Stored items
== Segment start ==

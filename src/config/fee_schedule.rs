//! Trading-fee split and staleness escalation schedule.

use serde::{Deserialize, Serialize};

use crate::domain::{Amount, Rounding, Wad};
use crate::error::{Result, SwapError};

/// Protocol/LP fee split and the dynamic-fee escalation step function.
///
/// The effective trading fee rate of a pool is its base rate multiplied
/// by an escalation factor that grows with the time since the pool's
/// last ledger activity:
///
/// - elapsed < `stale_after_secs` — multiplier ×1;
/// - `stale_after_secs` ≤ elapsed < `halt_after_secs` — multiplier
///   `stale_multiplier` (observed calibration ×2);
/// - elapsed ≥ `halt_after_secs` — the rate saturates at `halted_rate`
///   (100% by default), which consumes the whole trade and effectively
///   disables trading until fresh activity resets the clock.
///
/// The exact shape between and beyond the two observed calibration
/// points is policy, not physics, which is why this is a configurable
/// step function rather than a hard-coded curve.
///
/// Every trading fee is split into a protocol share (swept to the fee
/// recipient) and an LP share (folded into liabilities, raising the
/// price per share).
#[derive(Debug, Clone, PartialEq, Eq, Serialize, Deserialize)]
pub struct FeeSchedule {
    protocol_share: Wad,
    stale_after_secs: u64,
    halt_after_secs: u64,
    stale_multiplier: Wad,
    halted_rate: Wad,
}

impl FeeSchedule {
    /// Creates a schedule, validating all invariants.
    ///
    /// # Errors
    ///
    /// Returns [`SwapError::InvalidConfiguration`] if `protocol_share`
    /// or `halted_rate` exceed 100%, if `stale_multiplier` is below ×1,
    /// or if the thresholds are not strictly ordered.
    pub fn new(
        protocol_share: Wad,
        stale_after_secs: u64,
        halt_after_secs: u64,
        stale_multiplier: Wad,
        halted_rate: Wad,
    ) -> Result<Self> {
        let schedule = Self {
            protocol_share,
            stale_after_secs,
            halt_after_secs,
            stale_multiplier,
            halted_rate,
        };
        schedule.validate()?;
        Ok(schedule)
    }

    /// Validates all schedule invariants.
    ///
    /// # Errors
    ///
    /// See [`FeeSchedule::new`].
    pub fn validate(&self) -> Result<()> {
        if self.protocol_share > Wad::ONE {
            return Err(SwapError::InvalidConfiguration(
                "protocol share exceeds 100%",
            ));
        }
        if self.halted_rate > Wad::ONE {
            return Err(SwapError::InvalidConfiguration("halted rate exceeds 100%"));
        }
        if self.stale_multiplier < Wad::ONE {
            return Err(SwapError::InvalidConfiguration(
                "stale multiplier below one",
            ));
        }
        if self.stale_after_secs >= self.halt_after_secs {
            return Err(SwapError::InvalidConfiguration(
                "stale threshold must precede halt threshold",
            ));
        }
        Ok(())
    }

    /// Returns the protocol's share of every trading fee.
    #[must_use]
    pub const fn protocol_share(&self) -> Wad {
        self.protocol_share
    }

    /// Effective fee rate for a pool with base rate `base_fee` whose
    /// last ledger activity was `elapsed_secs` ago.
    ///
    /// Non-decreasing in `elapsed_secs` and bounded above by the
    /// saturating `halted_rate`.
    ///
    /// # Errors
    ///
    /// Propagates overflow from the multiplier product.
    pub fn rate_for(&self, base_fee: Wad, elapsed_secs: u64) -> Result<Wad> {
        if elapsed_secs >= self.halt_after_secs {
            return Ok(self.halted_rate);
        }
        if elapsed_secs >= self.stale_after_secs {
            let escalated = base_fee.mul(self.stale_multiplier, Rounding::Up)?;
            return Ok(escalated.min(self.halted_rate));
        }
        Ok(base_fee.min(self.halted_rate))
    }

    /// Splits a total fee into `(protocol, lp)` parts.
    ///
    /// The protocol part rounds down so the LP side absorbs the odd
    /// unit.
    ///
    /// # Errors
    ///
    /// Propagates overflow from the share product.
    pub fn split(&self, total_fee: Amount) -> Result<(Amount, Amount)> {
        let protocol = self.protocol_share.apply(total_fee, Rounding::Down)?;
        let lp = total_fee
            .checked_sub(protocol)
            .ok_or(SwapError::Underflow("lp fee underflow"))?;
        Ok((protocol, lp))
    }
}

impl Default for FeeSchedule {
    /// Observed calibration: 55% protocol share, ×2 at 60 s, halt at
    /// 70 s with a saturated 100% rate.
    fn default() -> Self {
        Self {
            protocol_share: Wad::new(550_000_000_000_000_000),
            stale_after_secs: 60,
            halt_after_secs: 70,
            stale_multiplier: Wad::new(2_000_000_000_000_000_000),
            halted_rate: Wad::ONE,
        }
    }
}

== Segment end ==

* **WHAT TO PRODUCE**:
Each line above that contains the word "FeeSchedule" must be copied.

* **SOLUTION TO THIS PROBLEM**:
pub struct FeeSchedule {
impl FeeSchedule {
    /// See [`FeeSchedule::new`].
impl Default for FeeSchedule {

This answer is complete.